The word "first" may appear in lines of the data; say how many such lines there are, with nothing beyond the number.

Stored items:
"""
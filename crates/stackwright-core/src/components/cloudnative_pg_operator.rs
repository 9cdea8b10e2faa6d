//! CloudNativePG operator

use serde_json::json;

use super::{FactoryContext, require};
use crate::component::{Component, ComponentVariant};
use crate::emission::{Emission, Emitter};
use crate::error::Result;
use crate::fragments::{ComparePatch, FleetConfig, HelmRelease, SkaffoldConfig};
use crate::values::Values;

pub const TYPE_SUFFIX: &str = "cloudnative-pg-operator";

const ADMISSION_API: &str = "admissionregistration.k8s.io/v1";

#[derive(Debug, Clone)]
pub struct CnpgOperatorParams {
    pub slug: String,
    pub namespace: String,
    pub extra_values: Values,
}

pub fn create(
    ctx: &FactoryContext,
    params: &CnpgOperatorParams,
    depends_on: &[&Component],
) -> Result<Emission> {
    let slug = params.slug.as_str();
    let namespace = require(slug, "namespace", &params.namespace)?;
    let component = Component::new(slug, namespace, TYPE_SUFFIX, ComponentVariant::Standard);

    let limits = json!({ "cpu": "100m", "memory": "200Mi" });
    let mut values = Values::from(json!({
        "fullnameOverride": "cnpg-controller-manager",
        "crds": { "create": true },
        "config": { "create": true, "name": "cnpg-controller-manager-config" },
        "webhook": { "port": 9443 },
        "monitoring": { "enabled": true, "podMonitorEnabled": true },
        "image": {
            "repository": "ghcr.io/cloudnative-pg/cloudnative-pg",
            "pullPolicy": "IfNotPresent",
        },
        "replicaCount": 1,
        "resources": { "limits": limits, "requests": limits },
    }));
    values.merge(&params.extra_values);

    let mut emitter = Emitter::new(component.clone());
    emitter.values("cnpg-values.yaml", &values)?;
    emitter.skaffold(
        "skaffold-cloudnative-pg-operator.yaml",
        &SkaffoldConfig::new().with_release(HelmRelease::new(
            &component.dir_name,
            &ctx.chart("cloudnative-pg"),
            "cnpg-values.yaml",
            namespace,
        )),
    )?;
    emitter.fleet(
        &FleetConfig::new(&component.dir_name, depends_on)
            .with_release_name(&component.dir_name)
            .with_compare_patch(ComparePatch::remove_path(
                ADMISSION_API,
                "MutatingWebhookConfiguration",
                "cnpg-mutating-webhook-configuration",
                "/webhooks",
            ))
            .with_compare_patch(ComparePatch::remove_path(
                ADMISSION_API,
                "ValidatingWebhookConfiguration",
                "cnpg-validating-webhook-configuration",
                "/webhooks",
            )),
    )?;

    Ok(emitter.finish())
}

#[cfg(test)]
mod tests {
    use super::*;
    use crate::components::testing;

    #[test]
    fn test_operator_fragment() {
        let params = CnpgOperatorParams {
            slug: "cnpg".into(),
            namespace: "cnpg-system".into(),
            extra_values: Values::from(json!({ "replicaCount": 2 })),
        };
        let emission = create(&testing::context(), &params, &[]).unwrap();
        assert_eq!(emission.component.dir_name, "cnpg-cloudnative-pg-operator");

        let values = testing::yaml(&emission, "cnpg-values.yaml");
        assert_eq!(values["replicaCount"].as_u64(), Some(2));
        assert_eq!(values["fullnameOverride"].as_str(), Some("cnpg-controller-manager"));

        let fleet = testing::fleet(&emission);
        assert_eq!(fleet.diff.unwrap().compare_patches.len(), 2);
    }
}
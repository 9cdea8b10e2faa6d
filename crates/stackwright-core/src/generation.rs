//! Validated, ordered set of emissions for one environment

use std::collections::HashMap;
use std::path::Path;

use tracing::debug;

use crate::component::Component;
use crate::emission::Emission;
use crate::error::{GenerateError, Result};

/// Everything one composition run produced, in composition order
///
/// Registration enforces the invariants the aggregator relies on:
/// directory names and fleet names are unique, and every `dependsOn`
/// entry names a component registered earlier.
#[derive(Debug, Default)]
pub struct Generation {
    environment: String,
    emissions: Vec<Emission>,
    by_dir: HashMap<String, usize>,
    by_fleet: HashMap<String, usize>,
}

impl Generation {
    pub fn new(environment: impl Into<String>) -> Self {
        Self {
            environment: environment.into(),
            ..Self::default()
        }
    }

    pub fn environment(&self) -> &str {
        &self.environment
    }

    /// Register an emission and hand back its component
    pub fn add(&mut self, emission: Emission) -> Result<Component> {
        let component = &emission.component;

        if let Some(&index) = self.by_dir.get(&component.dir_name) {
            return Err(GenerateError::DuplicateDirectory {
                dir_name: component.dir_name.clone(),
                first: self.emissions[index].component.slug.clone(),
                second: component.slug.clone(),
            });
        }

        if let Some(&index) = self.by_fleet.get(&component.fleet_name) {
            return Err(GenerateError::DuplicateFleetName {
                fleet_name: component.fleet_name.clone(),
                first: self.emissions[index].component.dir_name.clone(),
                second: component.dir_name.clone(),
            });
        }

        if let Some(unknown) = emission
            .depends_on
            .iter()
            .find(|name| !self.by_fleet.contains_key(*name))
        {
            return Err(GenerateError::UnknownDependency {
                dir_name: component.dir_name.clone(),
                dependency: unknown.clone(),
            });
        }

        let index = self.emissions.len();
        self.by_dir.insert(component.dir_name.clone(), index);
        self.by_fleet.insert(component.fleet_name.clone(), index);

        debug!(
            dir = %component.dir_name,
            variant = component.variant.label(),
            depends_on = ?emission.depends_on,
            "registered component"
        );

        let component = component.clone();
        self.emissions.push(emission);
        Ok(component)
    }

    /// Run one composition step, attributing any failure to `slug`
    pub fn compose<F>(&mut self, slug: &str, step: F) -> Result<Component>
    where
        F: FnOnce(&mut Self) -> Result<Component>,
    {
        step(self).map_err(|e| e.in_component(slug))
    }

    pub fn emissions(&self) -> &[Emission] {
        &self.emissions
    }

    /// Components in composition order
    pub fn components(&self) -> Vec<Component> {
        self.emissions.iter().map(|e| e.component.clone()).collect()
    }

    pub fn len(&self) -> usize {
        self.emissions.len()
    }

    pub fn is_empty(&self) -> bool {
        self.emissions.is_empty()
    }

    /// Write every emission below `root`
    pub fn write_to(&self, root: &Path) -> Result<()> {
        std::fs::create_dir_all(root)?;
        std::fs::write(root.join(".gitkeep"), "")?;

        for emission in &self.emissions {
            emission.write_to(root)?;
        }
        Ok(())
    }
}

#[cfg(test)]
mod tests {
    use super::*;
    use crate::component::ComponentVariant;
    use crate::emission::Emitter;
    use crate::fragments::FleetConfig;

    fn emission(slug: &str, suffix: &str, deps: &[&Component]) -> Emission {
        let component = Component::new(slug, slug, suffix, ComponentVariant::Standard);
        let mut emitter = Emitter::new(component);
        emitter.fleet(&FleetConfig::new(slug, deps)).unwrap();
        emitter.finish()
    }

    #[test]
    fn test_duplicate_directory_is_rejected() {
        let mut generation = Generation::new("test");
        generation.add(emission("web", "redis", &[])).unwrap();
        let err = generation.add(emission("web", "redis", &[])).unwrap_err();
        assert!(matches!(err, GenerateError::DuplicateDirectory { ref dir_name, .. } if dir_name == "web-redis"));
    }

    #[test]
    fn test_duplicate_fleet_name_is_rejected() {
        let mut generation = Generation::new("test");
        generation.add(emission("a", "x", &[])).unwrap();

        let clash = Component::new("b", "b", "y", ComponentVariant::Standard).with_fleet_name("a-x");
        let err = generation.add(Emitter::new(clash).finish()).unwrap_err();
        assert!(matches!(err, GenerateError::DuplicateFleetName { .. }));
    }

    #[test]
    fn test_unregistered_dependency_is_rejected() {
        let mut generation = Generation::new("test");
        let ghost = Component::new("ghost", "ghost", "namespace", ComponentVariant::Namespace);
        let err = generation.add(emission("app", "app", &[&ghost])).unwrap_err();
        assert!(matches!(err, GenerateError::UnknownDependency { ref dependency, .. } if dependency == "ghost-namespace"));
    }

    #[test]
    fn test_compose_wraps_errors_with_slug() {
        let mut generation = Generation::new("test");
        let err = generation
            .compose("broken", |_| {
                Err(GenerateError::missing_parameter("broken", "password"))
            })
            .unwrap_err();
        assert!(err.to_string().contains("broken"));
        assert!(err.is_configuration());
    }

    #[test]
    fn test_components_keep_order() {
        let mut generation = Generation::new("test");
        let a = generation.add(emission("a", "namespace", &[])).unwrap();
        generation.add(emission("b", "app", &[&a])).unwrap();
        let dirs: Vec<_> = generation.components().into_iter().map(|c| c.dir_name).collect();
        assert_eq!(dirs, vec!["a-namespace", "b-app"]);
    }
}
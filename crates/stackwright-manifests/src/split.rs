//! Per-resource manifest files
//!
//! A rendered directory is written as `<group>/<name>-<Kind>.yml`, where the
//! group is the instance label, the release label, or the resource name.

use std::collections::HashSet;
use std::path::{Path, PathBuf};

use crate::document::Document;
use crate::error::Result;

/// Extension of a split plaintext file
pub const SPLIT_EXTENSION: &str = "yml";

/// Relative path of a document's split file, `None` without name or kind
pub fn split_path(doc: &Document) -> Option<PathBuf> {
    let name = doc.name()?;
    let kind = doc.kind()?;
    let group = doc.instance().unwrap_or(name);
    Some(PathBuf::from(group).join(format!("{name}-{kind}.{SPLIT_EXTENSION}")))
}

/// Write one file per document below `output_dir`
///
/// Returns the written paths in document order. Unnamed documents and
/// repeated `(group, name, kind)` keys are skipped with a warning; the first
/// occurrence wins.
pub fn split_documents(documents: &[Document], output_dir: &Path) -> Result<Vec<PathBuf>> {
    let mut seen = HashSet::new();
    let mut written = Vec::new();

    for doc in documents {
        let Some(relative) = split_path(doc) else {
            tracing::warn!(
                directory = %output_dir.display(),
                kind = doc.kind().unwrap_or("<none>"),
                "skipping resource without name or kind"
            );
            continue;
        };
        if !seen.insert(relative.clone()) {
            tracing::warn!(
                file = %relative.display(),
                "duplicate resource in rendered output, keeping the first"
            );
            continue;
        }

        let path = output_dir.join(&relative);
        if let Some(parent) = path.parent() {
            std::fs::create_dir_all(parent)?;
        }
        std::fs::write(&path, doc.to_yaml()?)?;
        written.push(path);
    }

    if written.is_empty() {
        tracing::warn!(directory = %output_dir.display(), "no manifest names found");
    }
    Ok(written)
}

#[cfg(test)]
mod tests {
    use super::*;
    use crate::document::parse_documents;
    use tempfile::TempDir;

    const RENDERED: &str = r#"
apiVersion: v1
kind: Secret
metadata:
  name: waha-auth
  namespace: whatsapp
  labels:
    app.kubernetes.io/instance: waha
---
apiVersion: v1
kind: Service
metadata:
  name: waha
  namespace: whatsapp
---
apiVersion: v1
kind: Service
metadata:
  name: waha
  namespace: whatsapp
  labels:
    extra: duplicate
---
apiVersion: v1
kind: ConfigMap
"#;

    #[test]
    fn test_split_layout() {
        let temp = TempDir::new().unwrap();
        let docs = parse_documents("whatsapp-whatsapp-waha", RENDERED).unwrap();

        let written = split_documents(&docs, temp.path()).unwrap();
        let relative: Vec<_> = written
            .iter()
            .map(|p| p.strip_prefix(temp.path()).unwrap().to_path_buf())
            .collect();
        assert_eq!(
            relative,
            vec![
                PathBuf::from("waha/waha-auth-Secret.yml"),
                PathBuf::from("waha/waha-Service.yml"),
            ]
        );

        let service = std::fs::read_to_string(&written[1]).unwrap();
        assert!(!service.contains("duplicate"));
    }

    #[test]
    fn test_split_is_idempotent() {
        let temp = TempDir::new().unwrap();
        let docs = parse_documents("app", RENDERED).unwrap();

        let first = split_documents(&docs, temp.path()).unwrap();
        let contents: Vec<_> = first
            .iter()
            .map(|p| std::fs::read_to_string(p).unwrap())
            .collect();
        let second = split_documents(&docs, temp.path()).unwrap();

        assert_eq!(first, second);
        for (path, before) in second.iter().zip(contents) {
            assert_eq!(std::fs::read_to_string(path).unwrap(), before);
        }
        let files = walkdir::WalkDir::new(temp.path())
            .into_iter()
            .filter_map(|e| e.ok())
            .filter(|e| e.file_type().is_file())
            .count();
        assert_eq!(files, 2);
    }
}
"""
Task answer> 7